Ketika malam tiba, nuansa spiritual
hadir dalam jiwa para ulama. Ketika lentera yang menyinari rumah-rumah
mereka dimatikan, tak ada yang terlihat mata. Gelap. Namun dalam selimut
gelap itulah nuansa spiritual mengental. Mereka menangis dalam beragam
latar.
Khalifah Umar bin Abdu Aziz. Meskipun ia
bisa menerangi seluruh istananya, ia lebih suka menikmati gelapnya
malam. Di tengah malam selepas seharian mengurus rakyatnya, ia shalat
malam dan menangis dalam persujudannya. “Ia terus menangis hingga kedua
matanya tertidur, kemudian terbangun dan menangis lagi dan lagi,” kata
Fatimah binti Abdul Malik, “Dia menghabiskan sebagian besar malamnya
seperti itu.”
Ibnu Jauzi mengisahkan, Abu Muhammad
biasa menangis di malam hari. Mengapa ia suka menangis di malam hari?

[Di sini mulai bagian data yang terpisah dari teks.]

//! 인증 미들웨어의 실제 서비스 구현
//!
//! `Authorization: Bearer <token>` 헤더를 검증하고, 성공하면
//! [`AuthenticatedUser`]를 request extension에 넣습니다.
//! [`TokenService`]는 `web::Data`로 등록된 인스턴스를 사용합니다.

use std::rc::Rc;
use actix_web::body::EitherBody;
use actix_web::dev::{forward_ready, Service, ServiceRequest, ServiceResponse};
use actix_web::http::header::AUTHORIZATION;
use actix_web::{web, Error, HttpMessage, ResponseError};
use futures_util::future::LocalBoxFuture;
use crate::domain::models::auth::{AuthMode, AuthenticatedUser};
use crate::errors::errors::AppError;
use crate::services::auth::TokenService;

pub struct AuthMiddlewareService<S> {
    pub service: Rc<S>,
    pub mode: AuthMode,
}

impl<S, B> Service<ServiceRequest> for AuthMiddlewareService<S>
where
    S: Service<ServiceRequest, Response = ServiceResponse<B>, Error = Error> + 'static,
    S::Future: 'static,
    B: 'static,
{
    type Response = ServiceResponse<EitherBody<B>>;
    type Error = Error;
    type Future = LocalBoxFuture<'static, actix_web::Result<Self::Response, Self::Error>>;

    forward_ready!(service);

    fn call(&self, req: ServiceRequest) -> Self::Future {
        let service = self.service.clone();
        let mode = self.mode.clone();

        Box::pin(async move {
            let Some(token_service) = req.app_data::<web::Data<TokenService>>().cloned() else {
                let err = AppError::InternalError("TokenService가 등록되지 않았습니다".to_string());
                return Ok(reject(req, err));
            };

            match (&mode, authenticate(&req, &token_service)) {
                (_, Ok(user)) => {
                    log::debug!("인증 성공: {}", user.subject);
                    req.extensions_mut().insert(user);
                }
                (AuthMode::Required, Err(err)) => {
                    log::warn!("인증 실패: {} {} - {}", req.method(), req.path(), err);
                    return Ok(reject(req, err));
                }
                // 헤더가 없거나 무효여도 진행, 인증이 필요한 핸들러는 extractor에서 거부된다
                (AuthMode::Optional, Err(err)) => {
                    log::debug!("선택적 인증: 주체 없음 ({})", err);
                }
            }

            let res = service.call(req).await?;
            Ok(res.map_into_left_body())
        })
    }
}

fn reject<B>(req: ServiceRequest, err: AppError) -> ServiceResponse<EitherBody<B>> {
    let response = err.error_response();
    let (req, _) = req.into_parts();
    ServiceResponse::new(req, response).map_into_right_body()
}

fn authenticate(req: &ServiceRequest, token_service: &TokenService) -> Result<AuthenticatedUser, AppError> {
    let auth_header = req.headers()
        .get(AUTHORIZATION)
        .and_then(|h| h.to_str().ok())
        .ok_or_else(|| AppError::AuthenticationError("Authorization 헤더가 없습니다".to_string()))?;

    let token = token_service.extract_bearer_token(auth_header)?;
    let subject = token_service.verify(token)?;

    Ok(AuthenticatedUser { subject })
}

“Ia takut jika ia sudah tidak bisa menemui pagi,” kata istrinya. Masya
Allah… ingat mati benar-benar dimiliki ahli ibadah ini. Ia memperbanyak
ibadah dan menangis di malam hari karena menyadari bahwa tak ada yang
bisa menjaminnya bahwa esuk hari ia masih hidup atau telah mati.

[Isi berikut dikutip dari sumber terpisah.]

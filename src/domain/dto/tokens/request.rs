//! 토큰 발급 요청 DTO

use serde::{Deserialize, Serialize};
use validator::Validate;

/// `POST /token` 폼 본문 (`application/x-www-form-urlencoded`)
///
/// OAuth2 password grant 폼과 동일하게 `username`, `password` 필드를 사용합니다.
#[derive(Clone, Serialize, Deserialize, Validate)]
pub struct LoginForm {
    #[validate(length(min = 1, message = "사용자명을 입력해주세요"))]
    pub username: String,

    #[validate(length(min = 1, message = "비밀번호를 입력해주세요"))]
    pub password: String,
}

impl std::fmt::Debug for LoginForm {
    fn fmt(&self, f: &mut std::fmt::Formatter<'_>) -> std::fmt::Result {
        f.debug_struct("LoginForm")
            .field("username", &self.username)
            .field("password", &"***")
            .finish()
    }
}

#[cfg(test)]
mod tests {
    use super::*;

    #[test]
    fn test_debug_masks_password() {
        let form = LoginForm {
            username: "admin".to_string(),
            password: "password".to_string(),
        };

        let rendered = format!("{:?}", form);
        assert!(rendered.contains("admin"));
        assert!(!rendered.contains("password\""));
    }

    #[test]
    fn test_empty_fields_rejected() {
        let form = LoginForm {
            username: String::new(),
            password: String::new(),
        };

        let errors = form.validate().unwrap_err();
        assert!(errors.field_errors().contains_key("username"));
        assert!(errors.field_errors().contains_key("password"));
    }
}
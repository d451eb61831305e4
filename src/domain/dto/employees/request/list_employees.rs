//! 직원 목록/검색 쿼리 DTO

use serde::{Deserialize, Serialize};
use crate::errors::errors::AppError;

/// `skip` 미지정 시 기본값
pub const DEFAULT_SKIP: i64 = 0;
/// `limit` 미지정 시 기본값
pub const DEFAULT_LIMIT: i64 = 10;

/// `GET /employees?department=&skip=&limit=`
///
/// 음수를 그대로 받아 서비스 계층에서 `ValidationError`로 거부할 수 있도록
/// 부호 있는 정수를 사용합니다.
#[derive(Debug, Clone, Serialize, Deserialize)]
pub struct ListEmployeesQuery {
    pub department: String,
    pub skip: Option<i64>,
    pub limit: Option<i64>,
}

/// `GET /employees/search?skill=`
#[derive(Debug, Clone, Serialize, Deserialize)]
pub struct SkillSearchQuery {
    pub skill: String,
}

/// 검증된 페이지 윈도우
#[derive(Debug, Clone, Copy, PartialEq, Eq)]
pub struct Pagination {
    pub skip: u64,
    pub limit: u64,
}

impl Pagination {
    /// 선택적 `skip`/`limit`에 기본값을 적용하고 음수를 거부합니다.
    pub fn from_optional(skip: Option<i64>, limit: Option<i64>) -> Result<Self, AppError> {
        let skip = skip.unwrap_or(DEFAULT_SKIP);
        let limit = limit.unwrap_or(DEFAULT_LIMIT);

        let skip = u64::try_from(skip).map_err(|_| {
            AppError::ValidationError(format!("skip은 음수일 수 없습니다: {}", skip))
        })?;
        let limit = u64::try_from(limit).map_err(|_| {
            AppError::ValidationError(format!("limit은 음수일 수 없습니다: {}", limit))
        })?;

        Ok(Self { skip, limit })
    }
}

impl Default for Pagination {
    fn default() -> Self {
        Self {
            skip: DEFAULT_SKIP as u64,
            limit: DEFAULT_LIMIT as u64,
        }
    }
}

#[cfg(test)]
mod tests {
    use super::*;

    #[test]
    fn test_defaults_applied() {
        assert_eq!(
            Pagination::from_optional(None, None).unwrap(),
            Pagination { skip: 0, limit: 10 }
        );
        assert_eq!(Pagination::default(), Pagination { skip: 0, limit: 10 });
    }

    #[test]
    fn test_explicit_values_kept() {
        assert_eq!(
            Pagination::from_optional(Some(20), Some(5)).unwrap(),
            Pagination { skip: 20, limit: 5 }
        );
    }

    #[test]
    fn test_negative_values_rejected() {
        assert!(matches!(
            Pagination::from_optional(Some(-1), None),
            Err(AppError::ValidationError(_))
        ));
        assert!(matches!(
            Pagination::from_optional(None, Some(-10)),
            Err(AppError::ValidationError(_))
        ));
    }
}
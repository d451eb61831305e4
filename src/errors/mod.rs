//! 에러 타입 모듈
//!
//! [`AppError`](errors::AppError)와 [`AppResult`](errors::AppResult)를 제공합니다.

pub mod errors;

pub use errors::*;
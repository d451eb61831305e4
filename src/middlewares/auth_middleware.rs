//! Bearer 토큰 인증 미들웨어
//!
//! # 모드
//!
//! - [`AuthMiddleware::required`]: 유효한 토큰이 없으면 401로 즉시 응답
//! - [`AuthMiddleware::optional`]: 유효한 토큰이면 주체를 기록하고, 아니면 그대로 진행
//!
//! Optional 모드로 감싼 스코프에서는 핸들러가 [`AuthenticatedUser`] 인자를 선언하는 것으로
//! 엔드포인트별 인증 필수 여부를 정합니다.
//!
//! # 사용 예제
//!
//! ```rust,ignore
//! App::new()
//!     .app_data(web::Data::new(TokenService::from_config()))
//!     .service(
//!         web::scope("/employees")
//!             .wrap(AuthMiddleware::optional())
//!             .service(create_employee)   // AuthenticatedUser 인자 → 인증 필수
//!             .service(get_employee)      // 인증 불필요
//!     )
//! ```
//!
//! [`AuthenticatedUser`]: crate::domain::models::auth::AuthenticatedUser

use std::future::{ready, Ready};
use std::rc::Rc;

use actix_web::{
    dev::{Service, ServiceRequest, ServiceResponse, Transform},
    Error, Result,
    body::EitherBody,
};
use crate::domain::models::auth::AuthMode;
use crate::middlewares::auth_inner::AuthMiddlewareService;

pub struct AuthMiddleware {
    mode: AuthMode,
}

impl AuthMiddleware {
    pub fn new(mode: AuthMode) -> Self {
        Self { mode }
    }

    pub fn required() -> Self {
        Self::new(AuthMode::Required)
    }

    pub fn optional() -> Self {
        Self::new(AuthMode::Optional)
    }
}

impl<S, B> Transform<S, ServiceRequest> for AuthMiddleware
where
    S: Service<ServiceRequest, Response = ServiceResponse<B>, Error = Error> + 'static,
    S::Future: 'static,
    B: 'static,
{
    type Response = ServiceResponse<EitherBody<B>>;
    type Error = Error;
    type Transform = AuthMiddlewareService<S>;
    type InitError = ();
    type Future = Ready<Result<Self::Transform, Self::InitError>>;

    fn new_transform(&self, service: S) -> Self::Future {
        ready(Ok(AuthMiddlewareService {
            service: Rc::new(service),
            mode: self.mode.clone(),
        }))
    }
}
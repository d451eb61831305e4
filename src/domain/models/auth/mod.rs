pub mod authenticated_user;
pub mod authentication_request;

pub use authenticated_user::AuthenticatedUser;
pub use authentication_request::AuthMode;
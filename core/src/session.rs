use serde::{Deserialize, Serialize};

use crate::commit::{Commitment, RoundCommitments, ThrowReveal};
use crate::error::CoreError;
use crate::landing::classify;
use crate::physics::PhysicsConfig;
use crate::record::{compute_log_hash, ThrowRecord};
use crate::scoring::{MatchMachine, MatchRules, MatchStatus, MatchSummary};
use crate::types::{BoardGeometry, LandingResult, Player, Point, ThrowInput, Trajectory};
use crate::wind::WindState;

/// Everything produced by resolving one throw.
#[derive(Clone, Debug, PartialEq, Serialize, Deserialize)]
pub struct ThrowOutcome {
    pub player: usize,
    pub trajectory: Trajectory,
    pub landing_point: Point,
    pub result: LandingResult,
    pub points: u32,
}

/// Integrate, drift and classify a throw. Pure: the same inputs always give the same outcome.
pub fn resolve_throw(
    physics: &PhysicsConfig,
    board: &BoardGeometry,
    input: &ThrowInput,
    wind: &WindState,
    launch: Point,
) -> Result<(Trajectory, Point, LandingResult), CoreError> {
    let raw = physics.integrate(input.angle, input.power, wind, launch)?;
    let trajectory = physics.apply_drift(raw, wind);
    let landing_point = trajectory.landing().unwrap_or(launch);
    let result = classify(&landing_point, board);
    Ok((trajectory, landing_point, result))
}

/// A single match owned by its caller: scoring machine, board, physics and history.
///
/// All mutation goes through `&mut self`, so a host serving several matches only has to
/// put each session behind its own lock.
pub struct MatchSession {
    seed: u64,
    machine: MatchMachine,
    board: BoardGeometry,
    physics: PhysicsConfig,
    launch: Point,
    history: Vec<ThrowRecord>,
    commitments: RoundCommitments,
    pending_reveals: [Option<ThrowInput>; 2],
}

impl MatchSession {
    pub fn new(seed: u64, rules: MatchRules, board: BoardGeometry) -> Self {
        Self {
            seed,
            machine: MatchMachine::new(rules, seed),
            board,
            physics: PhysicsConfig::default(),
            launch: Point::launch(),
            history: Vec::new(),
            commitments: RoundCommitments::new(),
            pending_reveals: [None, None],
        }
    }

    pub fn with_physics(mut self, physics: PhysicsConfig) -> Self {
        self.physics = physics;
        self
    }

    pub fn with_launch(mut self, launch: Point) -> Self {
        self.launch = launch;
        self
    }

    pub fn seed(&self) -> u64 {
        self.seed
    }

    pub fn machine(&self) -> &MatchMachine {
        &self.machine
    }

    pub fn board(&self) -> &BoardGeometry {
        &self.board
    }

    pub fn physics(&self) -> &PhysicsConfig {
        &self.physics
    }

    pub fn launch(&self) -> Point {
        self.launch
    }

    pub fn wind(&self) -> WindState {
        self.machine.wind()
    }

    pub fn status(&self) -> MatchStatus {
        self.machine.status()
    }

    pub fn history(&self) -> &[ThrowRecord] {
        &self.history
    }

    pub fn summary(&self) -> MatchSummary {
        self.machine.summary()
    }

    pub fn log_hash(&self) -> [u8; 32] {
        compute_log_hash(
            self.seed,
            &self.board,
            self.machine.rules(),
            &self.physics,
            self.launch,
            &self.history,
        )
    }

    pub fn bind_player(&mut self, player: Player) -> Result<usize, CoreError> {
        self.machine.bind_player(player)
    }

    pub fn sync_wind(&mut self, wind: WindState) -> Result<(), CoreError> {
        self.machine.sync_wind(wind)
    }

    pub fn cancel(&mut self) -> Result<(), CoreError> {
        self.pending_reveals = [None, None];
        self.commitments.reset();
        self.machine.cancel()
    }

    /// Resolve `player`'s throw against the current wind and score it.
    ///
    /// Turn checks, simulation and scoring happen together: on any error the match is
    /// left exactly as it was. A player holding a commitment for the round can only
    /// throw through [`MatchSession::reveal`].
    pub fn throw(&mut self, player: usize, input: ThrowInput) -> Result<ThrowOutcome, CoreError> {
        if self.commitments.has_committed(player) {
            tracing::warn!("Player {} tried to bypass their commitment", player);
            return Err(CoreError::IllegalTurn(format!(
                "player {} has committed this round and must reveal",
                player
            )));
        }
        self.resolve(player, input)
    }

    fn resolve(&mut self, player: usize, input: ThrowInput) -> Result<ThrowOutcome, CoreError> {
        input.validate()?;
        self.machine.begin_throw(player)?;

        let wind = self.machine.wind();
        let (trajectory, landing_point, result) =
            match resolve_throw(&self.physics, &self.board, &input, &wind, self.launch) {
                Ok(r) => r,
                Err(e) => {
                    self.machine.abandon_throw();
                    return Err(e);
                }
            };

        let scored = self.machine.record_throw(player, result)?;

        self.history.push(ThrowRecord {
            player,
            round: scored.round,
            throw_index: scored.throw_index,
            angle: input.angle,
            power: input.power,
            wind,
            result,
            points: scored.points,
        });

        // A new round (or the end of the match) opens a fresh commit-reveal exchange
        if self.machine.current_round() != scored.round || scored.completed {
            self.commitments.reset();
            self.pending_reveals = [None, None];
        }

        Ok(ThrowOutcome {
            player,
            trajectory,
            landing_point,
            result,
            points: scored.points,
        })
    }

    /// Register `player`'s commitment for the current round.
    pub fn commit(&mut self, player: usize, commitment: Commitment) -> Result<(), CoreError> {
        if self.machine.status() != MatchStatus::Active {
            return Err(CoreError::IllegalTurn(format!(
                "match is {}",
                self.machine.status()
            )));
        }
        self.commitments.commit(player, commitment)
    }

    /// Open `player`'s commitment and resolve every revealed throw whose turn has come.
    ///
    /// A reveal for the closing player that arrives before the opener has thrown is held
    /// until the opener's throw resolves.
    pub fn reveal(
        &mut self,
        player: usize,
        reveal: &ThrowReveal,
    ) -> Result<Vec<ThrowOutcome>, CoreError> {
        if self.machine.status() != MatchStatus::Active {
            return Err(CoreError::IllegalTurn(format!(
                "match is {}",
                self.machine.status()
            )));
        }
        let input = self.commitments.reveal(player, reveal)?;
        self.pending_reveals[player] = Some(input);

        let mut outcomes = Vec::new();
        while self.machine.status() == MatchStatus::Active {
            let active = self.machine.active_player();
            let Some(input) = self.pending_reveals[active].take() else {
                break;
            };
            outcomes.push(self.resolve(active, input)?);
        }
        Ok(outcomes)
    }
}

Ada pula ulama yang suka menangis di
malam hari sebab begitu mendapati gelapnya malam, ia langsung ingat
dengan alam barzakh. Ia menyadari, tengah malam yang gulita saja sudah
demikian sunyi, bagaimana dengan kuburan yang tertimbun tanah. Tak ada
celah. Tak ada cahaya, tak ada teman bicara. Terbujur kaku sendirian,
hanya ditemani oleh amal dalam masa penantian panjang. Entah berapa lama
hingga kiamat datang. Yang menakutkan, tak ada jaminan bahwa amal-amal
sepanjang kehidupan diterima Allah Azza wa Jalla. Bagaimana jika
semuanya menguap tak tersisa karena tidak ikhlas pada-Nya. Bagaimana
jika seluruhnya tertolak karena tercampur syahwat dunia, riya dan
berharap puja?
Ada pula yang menangis karena mereka
paham betul. Bahwa hanya mata yang berjaga dalam jihad fi sabilillah dan
mata yang menangis karena Allah yang akan diselamatkan dari api neraka.

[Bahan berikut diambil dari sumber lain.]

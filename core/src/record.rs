use serde::{Deserialize, Serialize};
use sha2::{Digest, Sha256};

use crate::physics::PhysicsConfig;
use crate::scoring::MatchRules;
use crate::types::{BoardGeometry, LandingResult, Point};
use crate::wind::WindState;

/// One resolved throw as kept in the match history.
#[derive(Clone, Debug, PartialEq, Serialize, Deserialize)]
pub struct ThrowRecord {
    pub player: usize,
    pub round: u32,
    /// Position of the throw within its round
    pub throw_index: u32,
    pub angle: f64,
    pub power: f64,
    pub wind: WindState,
    pub result: LandingResult,
    pub points: u32,
}

/// Compute SHA-256 hash of a match's setup and throw sequence
/// This binds a report or settlement payload to the exact board, rules, physics and
/// throws (including the wind each one flew through) that produced it
pub fn compute_log_hash(
    seed: u64,
    board: &BoardGeometry,
    rules: &MatchRules,
    physics: &PhysicsConfig,
    launch: Point,
    throws: &[ThrowRecord],
) -> [u8; 32] {
    let mut h = Sha256::new();

    // Version prefix: 10 bytes, seed: 8, setup: 149, then 33 bytes per throw
    let mut buf = Vec::with_capacity(167 + throws.len() * 33);
    buf.extend_from_slice(b"CORNLOGv2:");
    buf.extend_from_slice(&seed.to_le_bytes());

    for v in [
        board.bounds.x,
        board.bounds.y,
        board.bounds.width,
        board.bounds.height,
        board.hole_center.x,
        board.hole_center.y,
        board.hole_radius,
    ] {
        buf.extend_from_slice(&v.to_le_bytes());
    }

    buf.extend_from_slice(&rules.target_score.to_le_bytes());
    buf.push(rules.round_equalizer as u8);

    for v in [
        physics.max_velocity,
        physics.gravity,
        physics.wind_accel_factor,
        physics.ground_y,
        physics.min_x,
        physics.max_x,
        physics.drift_factor_x,
        physics.drift_factor_y,
    ] {
        buf.extend_from_slice(&v.to_le_bytes());
    }
    buf.extend_from_slice(&(physics.max_steps as u64).to_le_bytes());

    buf.extend_from_slice(&launch.x.to_le_bytes());
    buf.extend_from_slice(&launch.y.to_le_bytes());

    for t in throws {
        buf.push(t.player as u8);
        buf.extend_from_slice(&t.angle.to_le_bytes());
        buf.extend_from_slice(&t.power.to_le_bytes());
        buf.extend_from_slice(&t.wind.speed.to_le_bytes());
        buf.extend_from_slice(&t.wind.direction.to_le_bytes());
    }

    h.update(&buf);

    let out = h.finalize();
    let mut arr = [0u8; 32];
    arr.copy_from_slice(&out);
    arr
}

“Dua mata yang tidak akan tersentuh api neraka,” sabda sang Nabi suatu
ketika, “mata yang berjaga dalam jihad fi sabilillah dan mata yang
menangis karena Allah.”
Para ulama menemukan banyak alasan untuk
menangis dan bersimpuh dalam keheningan malam. Bagaimana dengan kita?